I guess I need to be able to find out how much of my disk space is being used. I'm using XP and when I go into the Control Panel and click on System there is no information there about the amount of space on my HD. I have two drives and there is plenty of space on the second, I'm sure. What I'd REALLY like to be able to do is locate the Scratch Disk and clean it out. Any help will be appreciated.


----------



## PJ Staley (May 27, 2004)

I use Photoshop almost every day, and I use to have the same problem you're having. To alleviate the problem, I used Partition Magic to allocate 5Mb of my C drive for Photoshop alone. I perused the Tech Guy Support website to find out how to convert my FAT32 to NTFS, and the formerly FAT32 allocation I use for Photoshop went from 14% available to 100% available. Cool! Thanks!


----------



## acraftylady (Jan 22, 2003)

If you go into my computer and right click on the C drive and click properties you can find out how much of your hard drive you are using up.


----------



## WalStro (Jul 31, 2002)

I've got 76 GB free on my C drive! Therefore, I don't think my problem has anything to do with lack of HD space. I'd still like to be able to find the "scratch disk" and either empty it or enlarge it and get this thing solved.


----------



## etaf (Oct 2, 2003)

try these links for setting up scratch disks

For PhotoDeluxe, go to File/Preferences/Scratch Disks. This will tell you the physical memory usage of the program.

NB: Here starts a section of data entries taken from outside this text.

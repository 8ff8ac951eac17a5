use std::future::Future;

use super::{make_operation, TestResult};
use crate::{OperationState, OperationStore, StorageError};

pub(super) async fn run_insert_tests<S, F, Fut>(factory: &F) -> Vec<TestResult>
where
    S: OperationStore,
    F: Fn() -> Fut,
    Fut: Future<Output = S>,
{
    let mut results = Vec::new();

    results.push(TestResult::from_result(
        "insert",
        "insert_then_get_returns_same_record",
        insert_then_get_returns_same_record(factory).await,
    ));
    results.push(TestResult::from_result(
        "insert",
        "insert_keeps_version_0",
        insert_keeps_version_0(factory).await,
    ));
    results.push(TestResult::from_result(
        "insert",
        "double_insert_returns_already_exists",
        double_insert_returns_already_exists(factory).await,
    ));
    results.push(TestResult::from_result(
        "insert",
        "double_insert_does_not_overwrite",
        double_insert_does_not_overwrite(factory).await,
    ));
    results.push(TestResult::from_result(
        "insert",
        "different_ids_are_independent",
        different_ids_are_independent(factory).await,
    ));
    results.push(TestResult::from_result(
        "insert",
        "inserted_operation_updatable",
        inserted_operation_updatable(factory).await,
    ));

    results
}

// ── Test implementations ──────────────────────────────────────────────────────

/// A get after insert returns the record exactly as inserted.
async fn insert_then_get_returns_same_record<S, F, Fut>(factory: &F) -> Result<(), String>
where
    S: OperationStore,
    F: Fn() -> Fut,
    Fut: Future<Output = S>,
{
    let s = factory().await;
    let op = make_operation("op-1", "instance-1");
    s.insert(&op).await.map_err(|e| e.to_string())?;

    let rec = s.get("op-1").await.map_err(|e| e.to_string())?;
    if rec != op {
        return Err(format!("expected {op:?}, got {rec:?}"));
    }
    Ok(())
}

async fn insert_keeps_version_0<S, F, Fut>(factory: &F) -> Result<(), String>
where
    S: OperationStore,
    F: Fn() -> Fut,
    Fut: Future<Output = S>,
{
    let s = factory().await;
    s.insert(&make_operation("op-1", "instance-1"))
        .await
        .map_err(|e| e.to_string())?;
    let rec = s.get("op-1").await.map_err(|e| e.to_string())?;
    if rec.version != 0 {
        return Err(format!("expected version 0, got {}", rec.version));
    }
    Ok(())
}

async fn double_insert_returns_already_exists<S, F, Fut>(factory: &F) -> Result<(), String>
where
    S: OperationStore,
    F: Fn() -> Fut,
    Fut: Future<Output = S>,
{
    let s = factory().await;
    let op = make_operation("op-1", "instance-1");
    s.insert(&op).await.map_err(|e| e.to_string())?;

    match s.insert(&op).await {
        Err(StorageError::AlreadyExists { id }) if id == "op-1" => Ok(()),
        other => Err(format!("expected AlreadyExists for op-1, got {other:?}")),
    }
}

/// A rejected duplicate insert leaves the original record intact.
async fn double_insert_does_not_overwrite<S, F, Fut>(factory: &F) -> Result<(), String>
where
    S: OperationStore,
    F: Fn() -> Fut,
    Fut: Future<Output = S>,
{
    let s = factory().await;
    let op = make_operation("op-1", "instance-1");
    s.insert(&op).await.map_err(|e| e.to_string())?;

    let mut duplicate = make_operation("op-1", "instance-2");
    duplicate.description = "impostor".to_string();
    let _ = s.insert(&duplicate).await;

    let rec = s.get("op-1").await.map_err(|e| e.to_string())?;
    if rec.instance_id != "instance-1" || rec.description != op.description {
        return Err(format!("duplicate insert overwrote record: {rec:?}"));
    }
    Ok(())
}

async fn different_ids_are_independent<S, F, Fut>(factory: &F) -> Result<(), String>
where
    S: OperationStore,
    F: Fn() -> Fut,
    Fut: Future<Output = S>,
{
    let s = factory().await;
    s.insert(&make_operation("op-1", "instance-1"))
        .await
        .map_err(|e| e.to_string())?;
    s.insert(&make_operation("op-2", "instance-1"))
        .await
        .map_err(|e| e.to_string())?;

    let a = s.get("op-1").await.map_err(|e| e.to_string())?;
    let b = s.get("op-2").await.map_err(|e| e.to_string())?;
    if a.id != "op-1" || b.id != "op-2" {
        return Err(format!("expected op-1/op-2, got {}/{}", a.id, b.id));
    }
    Ok(())
}

async fn inserted_operation_updatable<S, F, Fut>(factory: &F) -> Result<(), String>
where
    S: OperationStore,
    F: Fn() -> Fut,
    Fut: Future<Output = S>,
{
    let s = factory().await;
    let mut op = make_operation("op-1", "instance-1");
    s.insert(&op).await.map_err(|e| e.to_string())?;

    op.state = OperationState::Succeeded;
    let stored = s.update(&op).await.map_err(|e| e.to_string())?;
    if stored.state != OperationState::Succeeded || stored.version != 1 {
        return Err(format!(
            "expected succeeded at version 1, got {} at version {}",
            stored.state, stored.version
        ));
    }
    Ok(())
}
mod clock;
pub mod conformance;
mod error;
mod memory;
mod record;
mod traits;

pub use clock::{Clock, ManualClock, SystemClock};
pub use error::StorageError;
pub use memory::MemoryStore;
pub use record::{
    Operation, OperationDetails, OperationKind, OperationState, ProvisioningParameters, Runtime,
    RuntimeOperation,
};
pub use traits::OperationStore;
use std::collections::BTreeMap;
use std::sync::Arc;
use std::time::Duration;

use lifecycle_storage::{Operation, OperationKind, OperationState, OperationStore};
use tracing::{debug, info};

use super::{Step, StepOutcome};
use crate::error::ManagerError;
use crate::manager::OperationManager;

/// Runs the registered steps of an operation's kind and records the result.
pub struct Executor<S: OperationStore> {
    manager: OperationManager<S>,
    steps: BTreeMap<OperationKind, Vec<Arc<dyn Step>>>,
}

impl<S: OperationStore> Executor<S> {
    pub fn new(manager: OperationManager<S>) -> Self {
        Self {
            manager,
            steps: BTreeMap::new(),
        }
    }

    /// Append a step to `kind`'s pipeline.
    pub fn with_step(mut self, kind: OperationKind, step: impl Step + 'static) -> Self {
        self.steps.entry(kind).or_default().push(Arc::new(step));
        self
    }

    pub fn manager(&self) -> &OperationManager<S> {
        &self.manager
    }

    /// Run one iteration for `operation_id`.
    ///
    /// Returns the delay after which the operation should be executed again,
    /// or `Duration::ZERO` once it has finished. A `Failed` outcome surfaces
    /// as the manager's error.
    pub async fn execute(&self, operation_id: &str) -> Result<Duration, ManagerError> {
        let mut operation = self.manager.store().get(operation_id).await?;
        if operation.is_terminal() {
            debug!(operation_id, state = %operation.state, "operation already finished");
            return Ok(Duration::ZERO);
        }
        if operation.state == OperationState::Pending {
            operation = self.manager.start(&operation).await?;
        }

        let steps = self
            .steps
            .get(&operation.kind())
            .map(Vec::as_slice)
            .unwrap_or_default();

        for step in steps {
            debug!(operation_id, step = step.name(), "running step");
            match step.run(&operation).await {
                StepOutcome::Continue(next) => {
                    if next != operation {
                        operation = self
                            .manager
                            .update_operation(&operation, |op| copy_payload(op, &next))
                            .await?;
                    }
                }
                StepOutcome::Succeeded(description) => {
                    return self
                        .manager
                        .succeed(&operation, &description)
                        .await
                        .map(|t| t.delay);
                }
                StepOutcome::Failed(message) => {
                    info!(operation_id, step = step.name(), "step failed");
                    return self.manager.fail(&operation, &message).await.map(|t| t.delay);
                }
                StepOutcome::Retry {
                    message,
                    interval,
                    max_time,
                } => {
                    return self
                        .manager
                        .retry(&operation, &message, interval, max_time)
                        .await
                        .map(|t| t.delay);
                }
            }
        }

        self.manager
            .succeed(&operation, "Operation succeeded")
            .await
            .map(|t| t.delay)
    }
}

/// Fields a step may change through `Continue`. Identity, version, state and
/// timestamps stay under the manager's control.
fn copy_payload(target: &mut Operation, source: &Operation) {
    target.description = source.description.clone();
    target.provisioner_operation_id = source.provisioner_operation_id.clone();
    if source.details.kind() == target.details.kind() {
        target.details = source.details.clone();
    }
}
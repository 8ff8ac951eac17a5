use lifecycle_storage::{OperationKind, OperationState};

/// Fallback for every state/kind pair the table does not name.
const FALLBACK: &str = "succeeded";

/// Render the status label for an operation of `kind` in `state`.
///
/// | state       | provision    | upgrade   | suspend                     | unsuspend                   | deprovision   |
/// |-------------|--------------|-----------|-----------------------------|-----------------------------|---------------|
/// | in progress | provisioning | upgrading | deprovisioning (suspending) | provisioning (unsuspending) | deprovisioning |
/// | succeeded   | succeeded    | succeeded | suspended                   | succeeded                   | deprovisioned |
/// | failed      | failed (provision) | failed (kyma upgrade) | failed (suspension) | failed (unsuspension) | failed (deprovision) |
///
/// Anything else, `pending` included, renders as `succeeded`.
pub fn status_label(state: OperationState, kind: OperationKind) -> String {
    match state {
        OperationState::InProgress => match kind {
            OperationKind::Provisioning => "provisioning",
            OperationKind::Upgrade => "upgrading",
            OperationKind::Suspension => "deprovisioning (suspending)",
            OperationKind::Unsuspension => "provisioning (unsuspending)",
            OperationKind::Deprovisioning => "deprovisioning",
        }
        .to_string(),
        OperationState::Succeeded => match kind {
            OperationKind::Suspension => "suspended",
            OperationKind::Deprovisioning => "deprovisioned",
            _ => FALLBACK,
        }
        .to_string(),
        OperationState::Failed => format!("failed ({kind})"),
        OperationState::Pending => FALLBACK.to_string(),
    }
}
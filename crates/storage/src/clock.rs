use std::sync::Mutex;

use time::{Duration, OffsetDateTime};

/// Source of wall-clock time for stores and the operation manager.
///
/// Stores stamp `updated_at` from their clock, never from the caller.
pub trait Clock: Send + Sync + 'static {
    fn now(&self) -> OffsetDateTime;
}

/// The real UTC clock.
#[derive(Debug, Clone, Copy, Default)]
pub struct SystemClock;

impl Clock for SystemClock {
    fn now(&self) -> OffsetDateTime {
        OffsetDateTime::now_utc()
    }
}

/// A clock that only moves when told to. Used in tests.
#[derive(Debug)]
pub struct ManualClock {
    now: Mutex<OffsetDateTime>,
}

impl ManualClock {
    pub fn new(start: OffsetDateTime) -> Self {
        Self {
            now: Mutex::new(start),
        }
    }

    pub fn set(&self, now: OffsetDateTime) {
        *self.now.lock().unwrap_or_else(|e| e.into_inner()) = now;
    }

    pub fn advance(&self, by: Duration) {
        let mut now = self.now.lock().unwrap_or_else(|e| e.into_inner());
        *now += by;
    }
}

impl Clock for ManualClock {
    fn now(&self) -> OffsetDateTime {
        *self.now.lock().unwrap_or_else(|e| e.into_inner())
    }
}

#[cfg(test)]
mod tests {
    use super::*;
    use time::macros::datetime;

    #[test]
    fn manual_clock_advances() {
        let clock = ManualClock::new(datetime!(2025-01-01 0:00 UTC));
        clock.advance(Duration::hours(2));
        assert_eq!(clock.now(), datetime!(2025-01-01 2:00 UTC));
        clock.set(datetime!(2024-06-01 12:00 UTC));
        assert_eq!(clock.now(), datetime!(2024-06-01 12:00 UTC));
    }
}
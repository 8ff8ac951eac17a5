//! Runtime status aggregation.
//!
//! Given one runtime's operation history per kind, pick the operation that
//! represents its current status and render the short label operators see.
//! Operations of different kinds are assumed not to overlap in time for the
//! same instance; that precondition is not checked here.

mod aggregate;
mod label;

pub use aggregate::{find_last_operation, load_runtime_status, runtime_status_label, RuntimeStatus};
pub use label::status_label;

http://www.pcphotomag.com/content/articles/helpline/aug99.html
http://www.ehow.com/how_15128_set-preferences-photodeluxe.html
www.adobe.com/support/techdocs/2f026.htm

if htese do not work let me know exact version of photo delux


----------



## acraftylady (Jan 22, 2003)

If you have a big hard drive and have 76GB free then you should be good. The links the other poster gave should help you fix it.


----------



## photolady (May 5, 2004)

In the link posted by etaf, the third link should fix your problem if you use suggestion 5. Adobe Photodelux, has had this problem for awhile and renaming the preferences file fixes the problem......usually.


----------



## WalStro (Jul 31, 2002)

The problem is solved, thanks to everybody who helped.


----------



## etaf (Oct 2, 2003)

glad to have helped :up:


----------